O CBD interage com o SEC de forma diferente do THC, influenciando também outros sistemas, como o serotoninérgico. O canabidiol não está associado a abuso ou dependência da planta e pode até mesmo ser útil na recuperação de pessoas com dependência ou uso abusivo de substâncias.
CBG
Muitas análises consideram o CBG um canabinoide menor pela quantidade encontrada nas plantas de Cannabis. Porém o canabigerol é um precursor de outros canabinoides e também possui propriedades medicinais relevantes. Ele interage com os receptores CB1 e CB2 do SEC com menos afinidade se comparado ao CBD e ao THC. Estudos indicaram que esse canabinoide pode influenciar a atividade de outros canabinoides, inclusive os endógenos.
Desse modo, é útil para tratar doenças inflamatórias, estimular o apetite e alguns estudos pré-clínicos indicam um poder antitumoral do CBG.
Os canabinoides “menores”
Na mesma comparação entre os compostos da Cannabis e uma orquestra, os canabinoides menores seriam os outros instrumentos que não são solistas, porém sua contribuição é fundamental para o “efeito entourage”.

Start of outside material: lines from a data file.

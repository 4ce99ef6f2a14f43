//! Sweep analysis configuration, loaded from a TOML file.

use std::fs;
use std::path::{Path, PathBuf};

use serde::{Deserialize, Serialize};

use crate::error::{Error, Result};
use crate::stats::DistStat;

#[derive(Debug, Clone, Serialize, Deserialize)]
pub struct SweepConfig {
    /// Stem of the collated performance CSV, e.g. `blocks-transported`
    pub perf_leaf: String,

    /// Root directory of collated per-experiment CSVs
    pub collate_root: PathBuf,

    /// Where intermediate stats artifacts are written
    pub stats_root: PathBuf,

    /// Where graph artifacts are written
    pub graph_root: PathBuf,

    /// Which distribution statistics to prepare
    pub dist_stats: Vec<DistStat>,

    /// Graph title
    pub title: String,

    /// Graph y-axis label
    pub ylabel: String,
}

impl Default for SweepConfig {
    fn default() -> Self {
        Self {
            perf_leaf: "blocks-transported".to_string(),
            collate_root: PathBuf::from("collated"),
            stats_root: PathBuf::from("stats"),
            graph_root: PathBuf::from("graphs"),
            dist_stats: vec![DistStat::Mean, DistStat::Stddev],
            title: "Swarm Performance".to_string(),
            ylabel: "Blocks Transported".to_string(),
        }
    }
}

impl SweepConfig {
    /// Load sweep configuration from a TOML file.
    pub fn from_file(path: &Path) -> Result<Self> {
        let contents = fs::read_to_string(path).map_err(|e| Error::io(path, e))?;
        let config = toml::from_str(&contents)?;
        Ok(config)
    }

    /// Save sweep configuration to a TOML file.
    pub fn to_file(&self, path: &Path) -> Result<()> {
        let contents = toml::to_string_pretty(self)?;
        fs::write(path, contents).map_err(|e| Error::io(path, e))
    }
}
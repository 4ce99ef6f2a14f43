use super::*;
use crate::population::ArgosPopulation;
use crate::xml::AttrChange;

fn criteria(s: &str) -> BatchCriteria {
    build(s, parse(s), &ArgosPopulation)
}

#[test]
fn parse_recognizes_entities_with_population() {
    let intent = parse("oracle.entities.Z64");
    assert_eq!(intent.category, Category::Entities);
    assert_eq!(intent.name, "entities_oracle");
    assert_eq!(intent.population, Some(64));
}

#[test]
fn parse_recognizes_tasking() {
    let intent = parse("oracle.tasking");
    assert_eq!(intent.category, Category::Tasking);
    assert_eq!(intent.name, "tasking_oracle");
    assert_eq!(intent.population, None);
}

#[test]
fn parse_without_population_suffix() {
    let intent = parse("oracle.entities");
    assert_eq!(intent.population, None);
}

#[test]
fn parse_unrecognized_category_is_not_an_error() {
    let intent = parse("oracle.Z32");
    assert_eq!(intent.category, Category::Unrecognized);
    assert_eq!(intent.name, "");
    assert_eq!(intent.population, Some(32));
}

#[test]
fn parse_malformed_suffix_treated_as_absent() {
    assert_eq!(parse("oracle.entities.Z").population, None);
    assert_eq!(parse("oracle.entities.Zabc").population, None);
}

#[test]
fn expansion_is_full_factorial_over_flags() {
    let bc = criteria("oracle.entities");
    let plan = bc.expansion().unwrap();

    // 2 flags -> 2^2 experiments, all flag tuples distinct
    assert_eq!(plan.len(), 4);
    for i in 0..plan.len() {
        for j in i + 1..plan.len() {
            assert_ne!(plan[i], plan[j]);
        }
    }

    // lexicographic enumeration, false before true, first flag slowest
    let path = ".//oracle_manager/entities_oracle";
    assert!(plan[0].contains(&AttrChange::new(path, "caches", "false")));
    assert!(plan[0].contains(&AttrChange::new(path, "blocks", "false")));
    assert!(plan[1].contains(&AttrChange::new(path, "caches", "false")));
    assert!(plan[1].contains(&AttrChange::new(path, "blocks", "true")));
    assert!(plan[2].contains(&AttrChange::new(path, "caches", "true")));
    assert!(plan[2].contains(&AttrChange::new(path, "blocks", "false")));
    assert!(plan[3].contains(&AttrChange::new(path, "caches", "true")));
    assert!(plan[3].contains(&AttrChange::new(path, "blocks", "true")));
}

#[test]
fn expansion_is_deterministic() {
    let a = criteria("oracle.entities.Z64");
    let b = criteria("oracle.entities.Z64");
    assert_eq!(a.expansion().unwrap(), b.expansion().unwrap());
}

#[test]
fn expansion_is_cached_and_idempotent() {
    let bc = criteria("oracle.entities");
    let first = bc.expansion().unwrap() as *const ExpansionPlan;
    let second = bc.expansion().unwrap() as *const ExpansionPlan;
    assert_eq!(first, second);
}

#[test]
fn population_override_is_broadcast_into_every_entry() {
    let bc = criteria("oracle.entities.Z64");
    let plan = bc.expansion().unwrap();
    assert_eq!(plan.len(), 4);

    let pop_edit = AttrChange::new(".//arena/distribute/entity", "quantity", "64");
    for changes in plan {
        // 2 flag edits + 1 population edit
        assert_eq!(changes.len(), 3);
        assert!(changes.contains(&pop_edit));
    }
}

#[test]
fn no_population_means_two_edits_per_entry() {
    let bc = criteria("oracle.entities");
    for changes in bc.expansion().unwrap() {
        assert_eq!(changes.len(), 2);
        assert!(!changes.iter().any(|c| c.path.contains("distribute")));
    }
}

#[test]
fn unrecognized_category_degenerates_to_single_noop_experiment() {
    let bc = criteria("oracle.Z16");
    let plan = bc.expansion().unwrap();
    assert_eq!(plan.len(), 2usize.pow(0));
    // population still applies to the lone experiment
    assert_eq!(plan[0].len(), 1);
}

#[test]
fn experiment_names_follow_plan_order() {
    let bc = criteria("oracle.entities");
    assert_eq!(
        bc.experiment_names().unwrap(),
        vec!["exp0", "exp1", "exp2", "exp3"]
    );
}

#[test]
fn tick_positions_are_unit_steps_from_zero() {
    let bc = criteria("oracle.entities");
    assert_eq!(
        bc.axis_tick_positions(None).unwrap(),
        vec![0.0, 1.0, 2.0, 3.0]
    );

    let names = vec!["exp0".to_string(), "exp1".to_string()];
    assert_eq!(bc.axis_tick_positions(Some(&names)).unwrap(), vec![0.0, 1.0]);
}

#[test]
fn tick_labels_fail_loudly() {
    let bc = criteria("oracle.entities");
    match bc.axis_tick_labels(None) {
        Err(crate::error::Error::TickLabelsUnsupported(s)) => {
            assert_eq!(s, "oracle.entities")
        }
        other => panic!("expected TickLabelsUnsupported, got {:?}", other),
    }
}

#[test]
fn axis_label_is_fixed_for_the_family() {
    assert_eq!(
        criteria("oracle.entities").axis_label(),
        "Oracular Information Type"
    );
}

#[test]
fn only_raw_measure_applies() {
    let bc = criteria("oracle.entities");
    assert!(bc.pm_query("raw"));
    assert!(!bc.pm_query("scalability"));
    assert!(!bc.exclude_baseline_experiment());
}
//! Performance measures computed over a batch of experiments.

pub mod raw;

pub use raw::SteadyStateRaw;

Esses compostos eram pouco conhecidos ou desconhecidos até pouco tempo e têm potencial para transformar a prática da Medicina assim como os canabinoides maiores. Há um grande espectro de canabinoides menores a serem explorados, vamos destacar três deles: canabinol (CBN), canabicromeno (CBC) e tetrahidrocanabivarina (THCV).
CBN
O CBN tem origem na degradação do THC pela exposição à luz solar ou ao oxigênio. É um agonista parcial dos receptores CB1, com uma ligação mais fraca do que o delta-9. Assim, os efeitos psicoativos do canabinol são em geral mais leves.

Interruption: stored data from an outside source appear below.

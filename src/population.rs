//! Population-override capability: turning a swarm size into the attribute
//! edit that sets it, independent of which criteria category is in play.

use crate::xml::{AttrChange, AttrChangeSet};

/// Capability consumed by the criteria factory when a `.Z<digits>` override
/// is present. Produces the change set that pins swarm population to `size`.
pub trait PopulationSource {
    fn changes_for(&self, size: u32) -> AttrChangeSet;
}

/// Swarm size via the ARGoS entity distributor: exactly one edit to the
/// `quantity` attribute of the arena's robot distribution.
#[derive(Debug, Clone, Copy, Default)]
pub struct ArgosPopulation;

impl PopulationSource for ArgosPopulation {
    fn changes_for(&self, size: u32) -> AttrChangeSet {
        [AttrChange::new(
            ".//arena/distribute/entity",
            "quantity",
            size.to_string(),
        )]
        .into_iter()
        .collect()
    }
}
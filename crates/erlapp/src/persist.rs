//! # Persistence Adapter
//!
//! Converts between a session and the values stored in the field. A stored
//! value is a flat tuple:
//!
//! ```text
//! (target_id, layout | null, layout_config | null, region, options)
//! ```
//!
//! Values are written in document order, so loading them back yields the
//! same structure. Regions are taken from the projected tree rather than the
//! item, which means content that rendered in the disabled bucket is stored
//! with an empty region and stays disabled after a reload.
//!
//! Removed items and items that were never saved are not part of the field.

use serde::{Deserialize, Serialize};

use crate::config::WidgetSettings;
use crate::error::Result;
use crate::model::{Entity, EntityId, Item, ItemKind, ItemOptions, LayoutConfig};
use crate::placement::{renumber, Arrangement};
use crate::session::WidgetSession;
use crate::store::{EntityStore, LayoutRegistry};

/// One field value before its entity has been saved.
#[derive(Debug, Clone, PartialEq, Serialize)]
pub struct FieldValue {
    pub delta: usize,
    pub entity: Entity,
    pub layout: Option<String>,
    pub layout_config: Option<LayoutConfig>,
    pub region: String,
    pub options: Option<ItemOptions>,
}

/// One field value as stored.
#[derive(Debug, Clone, PartialEq, Serialize, Deserialize)]
pub struct StoredValue {
    pub target_id: EntityId,
    #[serde(default)]
    pub layout: Option<String>,
    #[serde(default)]
    pub layout_config: Option<LayoutConfig>,
    #[serde(default)]
    pub region: String,
    #[serde(default, skip_serializing_if = "Option::is_none")]
    pub options: Option<ItemOptions>,
}

/// Flattens the session into field values, in document order.
pub fn flatten<R: LayoutRegistry + ?Sized>(
    session: &WidgetSession,
    registry: &R,
) -> Vec<FieldValue> {
    let items = session.items();
    renumber(&Arrangement::project(items, registry))
        .into_iter()
        .filter_map(|placement| {
            let item = &items[placement.key];
            if item.is_new {
                return None;
            }
            let entity = item.entity.clone()?;
            Some(FieldValue {
                delta: placement.key,
                entity,
                layout: item.layout.clone(),
                layout_config: item.layout_config.clone(),
                region: placement.region,
                options: item.options.clone(),
            })
        })
        .collect()
}

/// Saves every entity of the field and returns the values to store.
///
/// Entities get their ids on first save; the session keeps them, so a second
/// commit does not create duplicates.
pub fn commit<R: LayoutRegistry + ?Sized, E: EntityStore + ?Sized>(
    session: &mut WidgetSession,
    registry: &R,
    entities: &mut E,
) -> Result<Vec<StoredValue>> {
    let values = flatten(session, registry);
    let mut stored = Vec::with_capacity(values.len());
    for value in values {
        let Some(entity) = session.live_mut(value.delta).and_then(|i| i.entity.as_mut()) else {
            continue;
        };
        let target_id = entities.save_entity(entity)?;
        stored.push(StoredValue {
            target_id,
            layout: value.layout,
            layout_config: value.layout_config,
            region: value.region,
            options: value.options,
        });
    }
    tracing::debug!(values = stored.len(), "committed field");
    Ok(stored)
}

/// Builds the initial session from stored values.
pub fn load<E: EntityStore + ?Sized>(
    field_name: impl Into<String>,
    values: &[StoredValue],
    entities: &E,
    settings: &WidgetSettings,
) -> Result<WidgetSession> {
    let mut items = Vec::with_capacity(values.len());
    for value in values {
        let entity = entities.load_entity(&value.target_id)?;
        let kind = if settings.is_layout_bundle(&entity.bundle) {
            ItemKind::Layout
        } else {
            ItemKind::Content
        };
        let mut item = Item::existing(entity, kind);
        match kind {
            ItemKind::Layout => {
                item.layout = value.layout.clone();
                item.layout_config = value.layout_config.clone();
                item.options = value.options.clone();
            }
            ItemKind::Content => item.region = value.region.clone(),
        }
        items.push(item);
    }
    let session = WidgetSession::new(field_name, items);
    tracing::debug!(items = session.len(), field = session.field_name(), "loaded field");
    Ok(session)
}

/// The stored values as the field column holds them.
pub fn encode(values: &[StoredValue]) -> Result<String> {
    Ok(serde_json::to_string(values)?)
}

pub fn decode(text: &str) -> Result<Vec<StoredValue>> {
    Ok(serde_json::from_str(text)?)
}

#[cfg(test)]
mod tests {
    use super::*;
    use crate::commands::tests::{content, layout, session};
    use crate::error::ErlError;
    use crate::model::PendingPlacement;
    use crate::store::memory::{fixtures, InMemoryEntityStore};

    #[test]
    fn flatten_skips_removed_and_new_items() {
        let mut s = session();
        s.items_mut()[2].detach();
        s.items_mut().push(Item::new(
            Entity::new("text"),
            ItemKind::Content,
            PendingPlacement::default(),
        ));
        let values = flatten(&s, &fixtures::layouts());
        let deltas: Vec<usize> = values.iter().map(|v| v.delta).collect();
        assert_eq!(deltas, vec![0, 1, 3, 4]);
    }

    #[test]
    fn flatten_stores_disabled_content_last_without_region() {
        let s = WidgetSession::new(
            "field_body",
            vec![content("main"), layout("one_col"), content("main")],
        );
        let values = flatten(&s, &fixtures::layouts());
        let summary: Vec<(usize, &str)> =
            values.iter().map(|v| (v.delta, v.region.as_str())).collect();
        assert_eq!(summary, vec![(1, ""), (2, "main"), (0, "")]);
    }

    #[test]
    fn commit_then_load_preserves_structure() {
        let mut s = session();
        let mut store = InMemoryEntityStore::new();
        let stored = commit(&mut s, &fixtures::layouts(), &mut store).unwrap();
        assert_eq!(stored.len(), 5);
        assert_eq!(store.len(), 5);
        assert_eq!(stored[0].layout.as_deref(), Some("two_col"));
        assert_eq!(stored[2].region, "right");

        let loaded = load("field_body", &stored, &store, &fixtures::settings()).unwrap();
        assert_eq!(
            flatten(&loaded, &fixtures::layouts()),
            flatten(&s, &fixtures::layouts())
        );
    }

    #[test]
    fn commit_twice_reuses_ids() {
        let mut s = session();
        let mut store = InMemoryEntityStore::new();
        let first = commit(&mut s, &fixtures::layouts(), &mut store).unwrap();
        let second = commit(&mut s, &fixtures::layouts(), &mut store).unwrap();
        assert_eq!(first, second);
        assert_eq!(store.len(), 5);
    }

    #[test]
    fn commit_surfaces_store_errors() {
        let mut s = session();
        let mut store = InMemoryEntityStore::new();
        store.set_simulate_write_error(true);
        let err = commit(&mut s, &fixtures::layouts(), &mut store).unwrap_err();
        assert!(matches!(err, ErlError::Store(_)));
    }

    #[test]
    fn decode_reads_what_encode_wrote() {
        let mut s = session();
        let mut store = InMemoryEntityStore::new();
        let stored = commit(&mut s, &fixtures::layouts(), &mut store).unwrap();
        assert_eq!(decode(&encode(&stored).unwrap()).unwrap(), stored);
    }

    #[test]
    fn decode_rejects_malformed_values() {
        let err = decode(r#"[{"layout": "one_col"}]"#).unwrap_err();
        assert!(matches!(err, ErlError::Serialization(_)));
    }

    #[test]
    fn load_fails_on_missing_entity() {
        let store = InMemoryEntityStore::new();
        let values = vec![StoredValue {
            target_id: uuid::Uuid::new_v4(),
            layout: None,
            layout_config: None,
            region: "main".into(),
            options: None,
        }];
        let err = load("field_body", &values, &store, &fixtures::settings()).unwrap_err();
        assert!(matches!(err, ErlError::EntityNotFound(_)));
    }

    #[test]
    fn load_ignores_region_on_layouts() {
        let mut store = InMemoryEntityStore::new();
        let mut entity = Entity::new("section");
        let id = store.save_entity(&mut entity).unwrap();
        let values = vec![StoredValue {
            target_id: id,
            layout: Some("one_col".into()),
            layout_config: None,
            region: "main".into(),
            options: None,
        }];
        let session = load("field_body", &values, &store, &fixtures::settings()).unwrap();
        let item = &session.items()[0];
        assert!(item.is_layout());
        assert_eq!(item.region, "");
        assert!(!item.is_new);
    }
}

Os efeitos do CBN são úteis para lidar com distúrbios do sono e doenças neurológicas.
CBC
O CBC inibe a ativação de certas vias inflamatórias e citocinas, contribuindo para o alívio da dor e da recuperação de pacientes com condições que afetam o sistema nervoso central.
THCV
O THCV tem maior afinidade com os receptores CB2 em comparação com o CB1. Dependendo da dose e da presença de outros canabinoides, os efeitos da tetrahidrocanabivarina podem variar. Em doses mais baixas é um antagonista do CB1, em doses mais altas pode atuar como agonista.

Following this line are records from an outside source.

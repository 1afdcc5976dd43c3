//! Semantic styles for terminal output.
//!
//! Render code asks for a style by what the text *is* (a delta, a region
//! name, a muted hint) and never picks colours itself. `console` drops the
//! styling when stdout is not a terminal.

use console::Style;

pub fn delta() -> Style {
    Style::new().yellow()
}

pub fn heading() -> Style {
    Style::new().bold()
}

pub fn region() -> Style {
    Style::new().cyan()
}

pub fn muted() -> Style {
    Style::new().dim()
}

pub fn hidden() -> Style {
    Style::new().dim().italic()
}

pub fn success() -> Style {
    Style::new().green()
}

pub fn warning() -> Style {
    Style::new().yellow()
}

pub fn error() -> Style {
    Style::new().red()
}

Esse composto tem potencial para contribuir na perda de peso e controle glicêmico de pessoas com diabetes.
As aplicações terapêuticas da Cannabis na Medicina
Com todos esses componentes vindo da mesma planta, é a combinação entre eles que tem o potencial para transformar a prática da Medicina. Com o avanço das pesquisas, vamos conseguir entender qual a combinação ideal para lidar com cada condição de saúde. Nesse sentido, as principais propriedades terapêuticas da planta são:
Anti-inflamatória;
Antioxidante;
Analgésica;
Neuroprotetora;
Ansiolítica.
Há outras propriedades que ainda estão sendo analisadas. Portanto, não há protocolos clínicos e precisamos aguardar por mais resultados para aproveitarmos essas propriedades.
Antitumoral;
Cicatrização de feridas;
Antimicroorganismos.
Aliança entre Medicina e Cannabis
A pesquisa faz parte de um campo crescente da investigação científica sobre o “efeito entourage” da Cannabis. Mencionamos um estudo de 2023 que notou que um produto com CBD e terpenos típicos da variedade OG Kush melhoraram as interações sociais de crianças com transtorno do espectro autista.
Outro exemplo é que a combinação de CBD com THC em proporções iguais é mais eficiente para aliviar a dor do que os compostos isolados. As informações são do site Caderno Baiano.